Barium enema

What’s it for?
Barium enemas are given to test for a range of disorders of the lower intestinal tract, including cancer, diverticulitis, polyps, irritable colon, ulcerative colitis and Crohn’s disease. Doctors may recommend a barium enema if you have chronic diarrhoea or constipation, blood in the stools or unexplained weight loss.

What does it involve?
The basic technique is to X-ray the lower colon. As the soft tissues in that area look similar in an X-ray, a liquid containing radiopaque barium sulphate is introduced into the colon via an anal enema. To maximise the reach of the barium liquid, the patient’s colon must be as empty as possible, so fasting and laxatives are prescribed for two days before the test.

The test itself has the patient lying on a X-ray table while the radiographer looks at a real-time X-ray (fluoroscope) of the colon, now clearly revealed by the barium liquid. Air is sometimes pumped into the colon along with the barium to improve the quality of the images (double-contrast technique).

The whole procedure takes about half an hour, during which you may be asked to shift position and hold your breath for still pictures to be taken. It is said to be not painful, but you will almost certainly feel bloating, cramping and possibly colonic muscle spasm. These can be partially relieved if peppermint oil is added to the barium liquid (Br J Radiol, 1995; 68: 841-3).

How accurate is the test?
Studies show that it’s about 80-90 per cent accurate in diagnosing colon cancer (Radiology, 1999; 211: 211-4), but it cannot detect tumours smaller than 1 cm. Other intestinal conditions have about the same rate of detection.

What are its dangers?
Barium may remain in the colon and harden, causing severe constipation.
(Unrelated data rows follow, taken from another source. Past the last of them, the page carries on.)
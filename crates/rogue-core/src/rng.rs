//! Random number generation for dungeon repair and item relocation
//!
//! Uses a seeded ChaCha RNG so a given seed always repairs a dungeon the
//! same way.

use rand::{Rng, SeedableRng};
use rand_chacha::ChaCha8Rng;

/// Engine random number generator
#[derive(Debug, Clone)]
pub struct GameRng {
    rng: ChaCha8Rng,
    seed: u64,
}

impl GameRng {
    /// Create a new RNG with the given seed
    pub fn new(seed: u64) -> Self {
        Self {
            rng: ChaCha8Rng::seed_from_u64(seed),
            seed,
        }
    }

    /// Create a new RNG with a random seed
    pub fn from_entropy() -> Self {
        let seed = rand::random();
        Self::new(seed)
    }

    /// Get the seed used to create this RNG
    pub fn seed(&self) -> u64 {
        self.seed
    }

    /// Returns 0..n-1, or 0 if n is 0.
    pub fn rn2(&mut self, n: u32) -> u32 {
        if n == 0 {
            return 0;
        }
        self.rng.gen_range(0..n)
    }

    /// Returns a value in `lo..=hi`. Returns `lo` when the range is empty.
    pub fn between(&mut self, lo: i32, hi: i32) -> i32 {
        if hi <= lo {
            return lo;
        }
        self.rng.gen_range(lo..=hi)
    }

    /// Choose a random element from a slice
    pub fn choose<'a, T>(&mut self, items: &'a [T]) -> Option<&'a T> {
        if items.is_empty() {
            None
        } else {
            Some(&items[self.rn2(items.len() as u32) as usize])
        }
    }
}

impl Default for GameRng {
    fn default() -> Self {
        Self::from_entropy()
    }
}
//! Dungeon definitions and the render legend

pub mod records;
pub mod tile;

pub use records::{DoorRecord, DungeonFile, ItemRecord, MemorySource, RecordSource, RoomRecord};
pub use tile::{SymbolTable, Tile};
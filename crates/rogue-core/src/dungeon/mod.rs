//! Dungeon graph
//!
//! Rooms live in an arena owned by [`DungeonGraph`]; doors refer to their
//! destination by arena index once the graph is linked.

pub mod builder;
mod door;
mod position;
pub mod repair;
mod room;

use hashbrown::HashMap;

pub use crate::action::Direction;
pub use builder::{BuiltDungeon, build_dungeon};
pub use door::Door;
pub use position::Position;
pub use repair::{link_rooms, reachable_from, verify_and_repair};
pub use room::{MIN_ROOM_SIDE, Room, RoomFault, RoomId, TileKind};

/// All rooms of one dungeon, in load order
#[derive(Debug, Clone, Default)]
pub struct DungeonGraph {
    rooms: Vec<Room>,
    index: HashMap<RoomId, usize>,
}

impl DungeonGraph {
    pub fn new() -> Self {
        Self::default()
    }

    /// Append a room; returns its arena index, or `None` if the id is taken
    pub fn push(&mut self, room: Room) -> Option<usize> {
        if self.index.contains_key(&room.id()) {
            return None;
        }
        let idx = self.rooms.len();
        self.index.insert(room.id(), idx);
        self.rooms.push(room);
        Some(idx)
    }

    pub fn len(&self) -> usize {
        self.rooms.len()
    }

    pub fn is_empty(&self) -> bool {
        self.rooms.is_empty()
    }

    pub fn rooms(&self) -> &[Room] {
        &self.rooms
    }

    pub fn room(&self, idx: usize) -> &Room {
        &self.rooms[idx]
    }

    pub fn room_mut(&mut self, idx: usize) -> &mut Room {
        &mut self.rooms[idx]
    }

    pub fn index_of(&self, id: RoomId) -> Option<usize> {
        self.index.get(&id).copied()
    }

    pub fn room_by_id(&self, id: RoomId) -> Option<&Room> {
        self.index_of(id).map(|idx| &self.rooms[idx])
    }

    /// Resolve every door's target id to an arena index.
    ///
    /// Returns the doors left dangling as `(room id, wall, target id)`.
    pub fn resolve_doors(&mut self) -> Vec<(RoomId, Direction, RoomId)> {
        let mut dangling = Vec::new();
        for room in &mut self.rooms {
            let id = room.id();
            for wall in Direction::ALL {
                if let Some(door) = room.door_mut(wall) {
                    match self.index.get(&door.target()) {
                        Some(&target) => door.connect(target),
                        None => dangling.push((id, wall, door.target())),
                    }
                }
            }
        }
        dangling
    }

    /// Room reached by walking through the `wall` door of room `idx`.
    ///
    /// `None` unless the door is linked and the far room has the mirrored door.
    pub fn traverse(&self, idx: usize, wall: Direction) -> Option<usize> {
        let target = self.rooms[idx].door(wall)?.connected()?;
        self.rooms[target]
            .has_door(wall.opposite())
            .then_some(target)
    }
}

#[cfg(test)]
mod tests {
    use super::*;

    fn room(id: RoomId) -> Room {
        Room::new(id, 5, 5).unwrap()
    }

    #[test]
    fn test_push_rejects_duplicate_ids() {
        let mut graph = DungeonGraph::new();
        assert_eq!(graph.push(room(4)), Some(0));
        assert_eq!(graph.push(room(7)), Some(1));
        assert_eq!(graph.push(room(4)), None);
        assert_eq!(graph.len(), 2);
        assert_eq!(graph.index_of(7), Some(1));
        assert!(graph.room_by_id(5).is_none());
    }

    #[test]
    fn test_resolve_forward_references() {
        let mut graph = DungeonGraph::new();
        let mut first = room(1);
        first.set_door(Door::new(Direction::East, 2, 2));
        first.set_door(Door::new(Direction::West, 2, 42));
        graph.push(first);
        let mut second = room(2);
        second.set_door(Door::new(Direction::West, 1, 1));
        graph.push(second);

        let dangling = graph.resolve_doors();
        assert_eq!(dangling, vec![(1, Direction::West, 42)]);
        assert_eq!(graph.room(0).door(Direction::East).unwrap().connected(), Some(1));
        assert_eq!(graph.room(1).door(Direction::West).unwrap().connected(), Some(0));
        assert_eq!(graph.traverse(0, Direction::East), Some(1));
        assert_eq!(graph.traverse(0, Direction::West), None);
    }
}
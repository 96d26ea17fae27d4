//! rogue-core: Core game logic for a room-and-door dungeon crawler
//!
//! This crate contains all game logic with no terminal I/O.
//! Rooms are linked into a graph by doors, doorless rooms are repaired at
//! load, and the player walks one tile per key press, picking up items and
//! crossing into neighbouring rooms.

pub mod action;
pub mod data;
pub mod dungeon;
pub mod object;
pub mod player;
pub mod world;

mod gameloop;
mod rng;

pub use gameloop::{OUTRO, Rogue};
pub use rng::GameRng;
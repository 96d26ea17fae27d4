//! Player action system
//!
//! Commands the player can issue, the compass directions they refer to, and
//! the movement/pickup handlers that execute them.

pub mod keybindings;
pub mod movement;
pub mod pickup;

use serde::{Deserialize, Serialize};
use strum::{Display, EnumIter};

pub use keybindings::KeyBindings;
pub use movement::{MoveOutcome, TileKind, execute_move};
pub use pickup::{EMPTY_INVENTORY_MSG, inventory_listing};

/// Every command, in help/config order
pub const ALL_COMMANDS: [Command; 6] = [
    Command::Move(Direction::North),
    Command::Move(Direction::South),
    Command::Move(Direction::West),
    Command::Move(Direction::East),
    Command::Inventory,
    Command::RoomId,
];

/// Player command types
#[derive(Debug, Clone, Copy, PartialEq, Eq, Hash, Serialize, Deserialize)]
pub enum Command {
    /// Step one tile
    Move(Direction),
    /// List the inventory
    Inventory,
    /// Report the current room id
    RoomId,
}

impl Command {
    /// Information requests never change player or room state
    pub const fn is_query(&self) -> bool {
        matches!(self, Command::Inventory | Command::RoomId)
    }

    /// Name used in key binding configuration
    pub const fn name(&self) -> &'static str {
        match self {
            Command::Move(Direction::North) => "north",
            Command::Move(Direction::South) => "south",
            Command::Move(Direction::East) => "east",
            Command::Move(Direction::West) => "west",
            Command::Inventory => "inventory",
            Command::RoomId => "room",
        }
    }

    /// Parse a command from its configuration name
    pub fn from_name(name: &str) -> Option<Self> {
        match name.trim().to_ascii_lowercase().as_str() {
            "north" => Some(Command::Move(Direction::North)),
            "south" => Some(Command::Move(Direction::South)),
            "east" => Some(Command::Move(Direction::East)),
            "west" => Some(Command::Move(Direction::West)),
            "inventory" => Some(Command::Inventory),
            "room" | "roomid" => Some(Command::RoomId),
            _ => None,
        }
    }
}

/// Compass directions, used both for movement and for the wall a door sits on
#[derive(
    Debug,
    Clone,
    Copy,
    PartialEq,
    Eq,
    Hash,
    PartialOrd,
    Ord,
    Serialize,
    Deserialize,
    Display,
    EnumIter,
)]
pub enum Direction {
    #[serde(rename = "N", alias = "north")]
    North,
    #[serde(rename = "S", alias = "south")]
    South,
    #[serde(rename = "E", alias = "east")]
    East,
    #[serde(rename = "W", alias = "west")]
    West,
}

impl Direction {
    /// Order in which walls are searched for a free door slot
    pub const ALL: [Direction; 4] = [
        Direction::North,
        Direction::South,
        Direction::East,
        Direction::West,
    ];

    /// Get the delta (dx, dy) for this direction
    pub const fn delta(&self) -> (i32, i32) {
        match self {
            Direction::North => (0, -1),
            Direction::South => (0, 1),
            Direction::East => (1, 0),
            Direction::West => (-1, 0),
        }
    }

    /// The mirrored direction (N<->S, E<->W)
    pub const fn opposite(&self) -> Self {
        match self {
            Direction::North => Direction::South,
            Direction::South => Direction::North,
            Direction::East => Direction::West,
            Direction::West => Direction::East,
        }
    }

    /// North and south walls run along the x axis
    pub const fn is_horizontal_wall(&self) -> bool {
        matches!(self, Direction::North | Direction::South)
    }

    /// Slot index for fixed-size per-wall storage
    pub(crate) const fn index(&self) -> usize {
        match self {
            Direction::North => 0,
            Direction::South => 1,
            Direction::East => 2,
            Direction::West => 3,
        }
    }
}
It can also produce so-called barium granulomas, where the colon wall is inflamed in reaction to the barium. More serious is perforation of the bowel. Under pressure from the barium or air, the colon may split open, spilling its contents into the abdomen. Those with a colon weakened by inflammatory bowel disease, ulcerative colitis, diverticulitis or Crohn’s are particularly at risk.

With the procedure, the radiation dose is relatively high compared with other tests. Radiologists try to play down the risks, pointing out that the radiation dose is equivalent to 16 months’ worth of normal background radiation. Nevertheless, they do acknowledge that the dose should ideally be reduced (Br J Radiol, 2002; 75: 652-6).